Dr. Adam A. Pack is a Full Professor at the University of Hawaiʻi at Hilo with a joint appointment in the Departments of Psychology and Biology. He chairs the Psychology Department, contributes to the Master of Science Degree Program in Tropical Conservation Biology and Environmental Science, and co-created the LOHE Bioacoustics Laboratory. He has led the Pack Marine Mammal Laboratory since 2008 and served as former chair of the Hawaiian Islands Humpback Whale Sanctuary Advisory Council. Current research focuses on marine mammal behavioral ecology, cognition, and bioacoustics Over 30 years studying dolphin perception, whale social systems, and conservation Collaborations with NOAA, Pacific Whale Foundation, and Wild Dolphin Project Research Trends include: Humpback whale communication, mating systems, and habitat use Dolphin cognitive abilities, echolocation, and social behavior Conservation strategies for marine mammals Acoustic tagging and videogrammetry techniques Scientific Awards : 2017 University of Hawaii Board of Regents Award for Excellence in Teaching 2008 Research Corporation of the University of Hawaii 15-year Service Award 1999 APA Division 6 F.A. Beach Comparative Psychology Award Advising and Grants show mentorship of graduate students in multiple institutions. Notable grants include ONR and NOAA funding for whale endocrine studies and collision mitigation. Labs : Founded the Pack Marine Mammal Laboratory at UH Hilo, contributing to bioacoustics research infrastructure.
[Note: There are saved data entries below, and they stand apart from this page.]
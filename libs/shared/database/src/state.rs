use std::sync::Arc;

use sqlx::PgPool;

use shared_config::AppConfig;

/// Shared application state handed to every router.
#[derive(Clone)]
pub struct AppState {
    pub config: Arc<AppConfig>,
    pub pool: PgPool,
}

impl AppState {
    pub fn new(config: AppConfig, pool: PgPool) -> Self {
        Self {
            config: Arc::new(config),
            pool,
        }
    }
}
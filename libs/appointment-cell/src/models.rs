// libs/appointment-cell/src/models.rs
use chrono::{DateTime, Utc};
use serde::{Deserialize, Serialize};
use std::fmt;
use uuid::Uuid;

// ==============================================================================
// CORE APPOINTMENT MODELS
// ==============================================================================

/// An appointment as the API exposes it. Field names are camelCase on the
/// wire and snake_case in the `appointments` table.
#[derive(Debug, Clone, Serialize, Deserialize)]
#[serde(rename_all = "camelCase")]
pub struct Appointment {
    pub id: Uuid,
    /// Booking id assigned by the external scheduling service; present only
    /// for externally-sourced appointments. Unique across the table and used
    /// as the idempotency key for webhook reconciliation.
    pub external_booking_id: Option<String>,
    pub patient_id: Option<Uuid>,
    pub customer_name: String,
    pub customer_email: Option<String>,
    pub customer_phone: Option<String>,
    pub service_name: String,
    pub service_id: Option<String>,
    pub staff_member: Option<String>,
    pub resource_id: Option<String>,
    pub resource_name: Option<String>,
    pub time_zone: Option<String>,
    pub external_customer_id: Option<String>,
    pub tags: Option<String>,
    pub start_time: DateTime<Utc>,
    pub end_time: DateTime<Utc>,
    pub duration_minutes: i32,
    pub status: AppointmentStatus,
    pub notes: Option<String>,
    pub created_at: DateTime<Utc>,
    pub updated_at: DateTime<Utc>,
}

#[derive(Debug, Clone, Copy, Serialize, Deserialize, PartialEq, Eq)]
#[serde(rename_all = "kebab-case")]
pub enum AppointmentStatus {
    Confirmed,
    Pending,
    Cancelled,
    Completed,
    InProgress,
}

impl AppointmentStatus {
    pub fn as_str(&self) -> &'static str {
        match self {
            AppointmentStatus::Confirmed => "confirmed",
            AppointmentStatus::Pending => "pending",
            AppointmentStatus::Cancelled => "cancelled",
            AppointmentStatus::Completed => "completed",
            AppointmentStatus::InProgress => "in-progress",
        }
    }

    pub fn parse(value: &str) -> Option<Self> {
        match value {
            "confirmed" => Some(AppointmentStatus::Confirmed),
            "pending" => Some(AppointmentStatus::Pending),
            "cancelled" => Some(AppointmentStatus::Cancelled),
            "completed" => Some(AppointmentStatus::Completed),
            "in-progress" => Some(AppointmentStatus::InProgress),
            _ => None,
        }
    }
}

impl fmt::Display for AppointmentStatus {
    fn fmt(&self, f: &mut fmt::Formatter<'_>) -> fmt::Result {
        write!(f, "{}", self.as_str())
    }
}

// ==============================================================================
// REQUEST MODELS
// ==============================================================================

/// Raw create payload. Every field the validator checks is optional here so
/// a single request can report all of its violations at once.
#[derive(Debug, Clone, Deserialize)]
#[serde(rename_all = "camelCase")]
pub struct CreateAppointmentRequest {
    pub patient_id: Option<Uuid>,
    pub customer_name: Option<String>,
    pub customer_email: Option<String>,
    pub customer_phone: Option<String>,
    pub service_name: Option<String>,
    pub staff_member: Option<String>,
    pub start_time: Option<DateTime<Utc>>,
    pub end_time: Option<DateTime<Utc>>,
    pub duration_minutes: Option<i64>,
    pub status: Option<String>,
    pub notes: Option<String>,
}

/// Raw partial-update payload. All fields optional; an update supplying
/// none of them is rejected by the validator.
#[derive(Debug, Clone, Deserialize)]
#[serde(rename_all = "camelCase")]
pub struct UpdateAppointmentRequest {
    pub patient_id: Option<Uuid>,
    pub customer_name: Option<String>,
    pub customer_email: Option<String>,
    pub customer_phone: Option<String>,
    pub service_name: Option<String>,
    pub staff_member: Option<String>,
    pub start_time: Option<DateTime<Utc>>,
    pub end_time: Option<DateTime<Utc>>,
    pub duration_minutes: Option<i64>,
    pub status: Option<String>,
    pub notes: Option<String>,
}

// ==============================================================================
// VALIDATED MODELS
// ==============================================================================

/// A create request that passed validation, ready for the repository.
#[derive(Debug, Clone)]
pub struct NewAppointment {
    pub patient_id: Option<Uuid>,
    pub customer_name: String,
    pub customer_email: Option<String>,
    pub customer_phone: Option<String>,
    pub service_name: String,
    pub staff_member: Option<String>,
    pub start_time: DateTime<Utc>,
    pub end_time: DateTime<Utc>,
    pub duration_minutes: i32,
    pub status: AppointmentStatus,
    pub notes: Option<String>,
}

/// Validated partial update. Only the supplied fields are written.
#[derive(Debug, Clone, Default)]
pub struct AppointmentUpdate {
    pub patient_id: Option<Uuid>,
    pub customer_name: Option<String>,
    pub customer_email: Option<String>,
    pub customer_phone: Option<String>,
    pub service_name: Option<String>,
    pub staff_member: Option<String>,
    pub start_time: Option<DateTime<Utc>>,
    pub end_time: Option<DateTime<Utc>>,
    pub duration_minutes: Option<i32>,
    pub status: Option<AppointmentStatus>,
    pub notes: Option<String>,
}

impl AppointmentUpdate {
    pub fn is_empty(&self) -> bool {
        self.patient_id.is_none()
            && self.customer_name.is_none()
            && self.customer_email.is_none()
            && self.customer_phone.is_none()
            && self.service_name.is_none()
            && self.staff_member.is_none()
            && self.start_time.is_none()
            && self.end_time.is_none()
            && self.duration_minutes.is_none()
            && self.status.is_none()
            && self.notes.is_none()
    }
}

/// A booking pushed by the external scheduling service, mapped into local
/// field naming by the reconciler.
#[derive(Debug, Clone)]
pub struct ExternalBooking {
    pub external_booking_id: String,
    pub external_customer_id: Option<String>,
    pub customer_name: String,
    pub customer_email: Option<String>,
    pub customer_phone: Option<String>,
    pub service_name: String,
    pub service_id: Option<String>,
    pub resource_id: Option<String>,
    pub resource_name: Option<String>,
    pub time_zone: Option<String>,
    pub tags: Option<String>,
    pub start_time: DateTime<Utc>,
    pub end_time: DateTime<Utc>,
    pub duration_minutes: i32,
    pub status: AppointmentStatus,
    pub notes: Option<String>,
}

// ==============================================================================
// ERROR TYPES
// ==============================================================================

#[derive(Debug, thiserror::Error)]
pub enum AppointmentError {
    #[error("Appointment not found")]
    NotFound,

    #[error("Database error: {0}")]
    Database(String),
}

impl From<sqlx::Error> for AppointmentError {
    fn from(err: sqlx::Error) -> Self {
        AppointmentError::Database(err.to_string())
    }
}

#[cfg(test)]
mod tests {
    use super::*;

    #[test]
    fn status_round_trips_through_kebab_case() {
        for status in [
            AppointmentStatus::Confirmed,
            AppointmentStatus::Pending,
            AppointmentStatus::Cancelled,
            AppointmentStatus::Completed,
            AppointmentStatus::InProgress,
        ] {
            assert_eq!(AppointmentStatus::parse(status.as_str()), Some(status));
        }
    }

    #[test]
    fn status_serializes_in_progress_with_hyphen() {
        let json = serde_json::to_string(&AppointmentStatus::InProgress).unwrap();
        assert_eq!(json, "\"in-progress\"");
    }

    #[test]
    fn unknown_status_is_rejected() {
        assert_eq!(AppointmentStatus::parse("no-show"), None);
        assert_eq!(AppointmentStatus::parse(""), None);
    }

    #[test]
    fn appointment_serializes_camel_case() {
        let appointment = Appointment {
            id: Uuid::new_v4(),
            external_booking_id: Some("bk_1".into()),
            patient_id: None,
            customer_name: "Jane Doe".into(),
            customer_email: None,
            customer_phone: None,
            service_name: "Checkup".into(),
            service_id: None,
            staff_member: None,
            resource_id: None,
            resource_name: None,
            time_zone: None,
            external_customer_id: None,
            tags: None,
            start_time: Utc::now(),
            end_time: Utc::now(),
            duration_minutes: 30,
            status: AppointmentStatus::Confirmed,
            notes: None,
            created_at: Utc::now(),
            updated_at: Utc::now(),
        };
        let value = serde_json::to_value(&appointment).unwrap();
        assert!(value.get("externalBookingId").is_some());
        assert!(value.get("durationMinutes").is_some());
        assert!(value.get("external_booking_id").is_none());
    }
}
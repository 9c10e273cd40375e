use std::sync::OnceLock;

use regex::Regex;

use shared_models::FieldViolation;

const MAX_EMAIL_LENGTH: usize = 254;

fn email_regex() -> &'static Regex {
    static EMAIL_RE: OnceLock<Regex> = OnceLock::new();
    EMAIL_RE.get_or_init(|| {
        Regex::new(r"^[a-zA-Z0-9._%+-]+@[a-zA-Z0-9.-]+\.[a-zA-Z]{2,}$").unwrap()
    })
}

pub fn is_valid_email(email: &str) -> bool {
    email.len() <= MAX_EMAIL_LENGTH && email_regex().is_match(email)
}

/// Record a violation when the field is absent; bounds-check it when present.
/// Returns the value so callers can assemble the validated struct once the
/// whole list has been collected.
pub fn require_text(
    violations: &mut Vec<FieldViolation>,
    field: &str,
    value: Option<String>,
    min: usize,
    max: usize,
) -> Option<String> {
    match value {
        Some(value) => {
            check_text(violations, field, &value, min, max);
            Some(value)
        }
        None => {
            violations.push(FieldViolation::new(field, "is required"));
            None
        }
    }
}

pub fn check_text(
    violations: &mut Vec<FieldViolation>,
    field: &str,
    value: &str,
    min: usize,
    max: usize,
) {
    let length = value.chars().count();
    if length < min || length > max {
        violations.push(FieldViolation::new(
            field,
            format!("must be between {min} and {max} characters"),
        ));
    }
}

pub fn check_optional_text(
    violations: &mut Vec<FieldViolation>,
    field: &str,
    value: Option<&str>,
    min: usize,
    max: usize,
) {
    if let Some(value) = value {
        check_text(violations, field, value, min, max);
    }
}

pub fn check_email(violations: &mut Vec<FieldViolation>, field: &str, value: &str) {
    if !is_valid_email(value) {
        violations.push(FieldViolation::new(field, "must be a valid email address"));
    }
}

pub fn check_optional_email(violations: &mut Vec<FieldViolation>, field: &str, value: Option<&str>) {
    if let Some(value) = value {
        check_email(violations, field, value);
    }
}

pub fn check_i64_range(
    violations: &mut Vec<FieldViolation>,
    field: &str,
    value: i64,
    min: i64,
    max: i64,
) {
    if value < min || value > max {
        violations.push(FieldViolation::new(
            field,
            format!("must be between {min} and {max}"),
        ));
    }
}

pub fn check_f64_range(
    violations: &mut Vec<FieldViolation>,
    field: &str,
    value: f64,
    min: f64,
    max: f64,
) {
    if value < min || value > max {
        violations.push(FieldViolation::new(
            field,
            format!("must be between {min} and {max}"),
        ));
    }
}
pub mod postgres;
pub mod schema;
pub mod state;

pub use state::AppState;
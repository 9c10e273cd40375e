use chrono::{DateTime, Utc};
use serde::{Deserialize, Serialize};
use std::fmt;
use uuid::Uuid;

/// A patient record: the animal plus an owner contact snapshot.
#[derive(Debug, Clone, Serialize, Deserialize)]
#[serde(rename_all = "camelCase")]
pub struct Patient {
    pub id: Uuid,
    pub name: String,
    pub breed: String,
    pub birth_date: DateTime<Utc>,
    pub gender: Gender,
    pub weight: Option<f64>,
    pub color: Option<String>,
    pub microchip_id: Option<String>,
    pub owner_name: String,
    pub owner_phone: String,
    pub owner_email: Option<String>,
    pub medical_notes: Option<String>,
    pub created_at: DateTime<Utc>,
    pub updated_at: DateTime<Utc>,
}

#[derive(Debug, Clone, Copy, Serialize, Deserialize, PartialEq, Eq)]
#[serde(rename_all = "lowercase")]
pub enum Gender {
    Male,
    Female,
}

impl Gender {
    pub fn as_str(&self) -> &'static str {
        match self {
            Gender::Male => "male",
            Gender::Female => "female",
        }
    }

    pub fn parse(value: &str) -> Option<Self> {
        match value {
            "male" => Some(Gender::Male),
            "female" => Some(Gender::Female),
            _ => None,
        }
    }
}

impl fmt::Display for Gender {
    fn fmt(&self, f: &mut fmt::Formatter<'_>) -> fmt::Result {
        write!(f, "{}", self.as_str())
    }
}

/// Raw create payload; the validator reports every violated field at once.
#[derive(Debug, Clone, Deserialize)]
#[serde(rename_all = "camelCase")]
pub struct CreatePatientRequest {
    pub name: Option<String>,
    pub breed: Option<String>,
    pub birth_date: Option<DateTime<Utc>>,
    pub gender: Option<String>,
    pub weight: Option<f64>,
    pub color: Option<String>,
    pub microchip_id: Option<String>,
    pub owner_name: Option<String>,
    pub owner_phone: Option<String>,
    pub owner_email: Option<String>,
    pub medical_notes: Option<String>,
}

#[derive(Debug, Clone, Deserialize)]
#[serde(rename_all = "camelCase")]
pub struct UpdatePatientRequest {
    pub name: Option<String>,
    pub breed: Option<String>,
    pub birth_date: Option<DateTime<Utc>>,
    pub gender: Option<String>,
    pub weight: Option<f64>,
    pub color: Option<String>,
    pub microchip_id: Option<String>,
    pub owner_name: Option<String>,
    pub owner_phone: Option<String>,
    pub owner_email: Option<String>,
    pub medical_notes: Option<String>,
}

/// A create request that passed validation.
#[derive(Debug, Clone)]
pub struct NewPatient {
    pub name: String,
    pub breed: String,
    pub birth_date: DateTime<Utc>,
    pub gender: Gender,
    pub weight: Option<f64>,
    pub color: Option<String>,
    pub microchip_id: Option<String>,
    pub owner_name: String,
    pub owner_phone: String,
    pub owner_email: Option<String>,
    pub medical_notes: Option<String>,
}

/// Validated partial update.
#[derive(Debug, Clone, Default)]
pub struct PatientUpdate {
    pub name: Option<String>,
    pub breed: Option<String>,
    pub birth_date: Option<DateTime<Utc>>,
    pub gender: Option<Gender>,
    pub weight: Option<f64>,
    pub color: Option<String>,
    pub microchip_id: Option<String>,
    pub owner_name: Option<String>,
    pub owner_phone: Option<String>,
    pub owner_email: Option<String>,
    pub medical_notes: Option<String>,
}

impl PatientUpdate {
    pub fn is_empty(&self) -> bool {
        self.name.is_none()
            && self.breed.is_none()
            && self.birth_date.is_none()
            && self.gender.is_none()
            && self.weight.is_none()
            && self.color.is_none()
            && self.microchip_id.is_none()
            && self.owner_name.is_none()
            && self.owner_phone.is_none()
            && self.owner_email.is_none()
            && self.medical_notes.is_none()
    }
}

#[derive(Debug, thiserror::Error)]
pub enum PatientError {
    #[error("Patient not found")]
    NotFound,

    #[error("Database error: {0}")]
    Database(String),
}

impl From<sqlx::Error> for PatientError {
    fn from(err: sqlx::Error) -> Self {
        PatientError::Database(err.to_string())
    }
}

#[cfg(test)]
mod tests {
    use super::*;

    #[test]
    fn gender_round_trips() {
        assert_eq!(Gender::parse("male"), Some(Gender::Male));
        assert_eq!(Gender::parse("female"), Some(Gender::Female));
        assert_eq!(Gender::parse("MALE"), None);
        assert_eq!(Gender::parse("other"), None);
    }

    #[test]
    fn patient_serializes_camel_case() {
        let patient = Patient {
            id: Uuid::new_v4(),
            name: "Rex".into(),
            breed: "Labrador".into(),
            birth_date: Utc::now(),
            gender: Gender::Male,
            weight: Some(31.5),
            color: None,
            microchip_id: Some("985112003456789".into()),
            owner_name: "Jane Doe".into(),
            owner_phone: "+15551234567".into(),
            owner_email: None,
            medical_notes: None,
            created_at: Utc::now(),
            updated_at: Utc::now(),
        };
        let value = serde_json::to_value(&patient).unwrap();
        assert!(value.get("microchipId").is_some());
        assert!(value.get("ownerName").is_some());
        assert_eq!(value.get("gender").unwrap(), "male");
    }
}
// libs/booking-sync-cell/src/services/signature.rs
//
// HMAC-SHA256 verification of inbound webhook bodies. The signature travels
// base64-encoded in the `x-sesami-signature` header and is checked against
// the raw body bytes before anything is parsed.

use base64::{engine::general_purpose, Engine as _};
use hmac::{Hmac, Mac};
use sha2::Sha256;

type HmacSha256 = Hmac<Sha256>;

pub const SIGNATURE_HEADER: &str = "x-sesami-signature";

/// Constant-time check of `signature` against the body. A signature that is
/// not valid base64 fails like any other mismatch.
pub fn verify_signature(secret: &str, body: &[u8], signature: &str) -> bool {
    let Ok(expected) = general_purpose::STANDARD.decode(signature) else {
        return false;
    };
    let Ok(mut mac) = HmacSha256::new_from_slice(secret.as_bytes()) else {
        return false;
    };
    mac.update(body);
    mac.verify_slice(&expected).is_ok()
}

/// Produce the signature Sesami would send for `body`.
pub fn sign_payload(secret: &str, body: &[u8]) -> String {
    let mut mac = HmacSha256::new_from_slice(secret.as_bytes())
        .expect("HMAC-SHA256 accepts keys of any length");
    mac.update(body);
    general_purpose::STANDARD.encode(mac.finalize().into_bytes())
}
use axum::{
    routing::{get, post},
    Router,
};

use shared_database::AppState;

use crate::handlers;

pub fn webhook_routes(state: AppState) -> Router {
    Router::new()
        .route("/bookings", post(handlers::receive_booking_webhook))
        .route("/bookings", get(handlers::webhook_info))
        .with_state(state)
}
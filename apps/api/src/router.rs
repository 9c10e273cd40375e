use axum::{routing::get, Router};

use appointment_cell::router::appointment_routes;
use booking_sync_cell::router::webhook_routes;
use patient_cell::router::patient_routes;
use shared_database::AppState;

pub fn create_router(state: AppState) -> Router {
    Router::new()
        .route("/", get(|| async { "VetDesk API is running!" }))
        .nest("/appointments", appointment_routes(state.clone()))
        .nest("/patients", patient_routes(state.clone()))
        .nest("/webhooks", webhook_routes(state))
}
Leonardo Becchetti is a Full Professor at the University of Rome Tor Vergata's Department of Economics and Finance, teaching Microeconomics and Topics in Applied Economics for the 2025-2026 academic year. Based in room P2 S55, he maintains an active research profile with email contact becchetti@economia.uniroma2.it. His research centers on Corporate Finance, Corporate Social Responsibility, and Happiness Economics, extending to Sustainable Development and Ecological Transition. He investigates how economic structures influence well-being through relational goods, generativity, and sustainability frameworks, employing game-theoretic and empirical methodologies to analyze climate action, AI impacts, and cooperative behavior. Analysis of his 2024-2025 publications reveals intensifying focus on ecological transition mechanisms, including renewable energy communities, circular economy governance, and sustainable investment models. His work increasingly integrates climate economics with behavioral insights, examining conditional cooperation in environmental actions and AI's disruption of labor markets. No scientific awards or student advising information is publicly documented. He participates in departmental research initiatives including DEF Seminars and ROBO Seminars, contributing to the university's research centers on economic and social impact.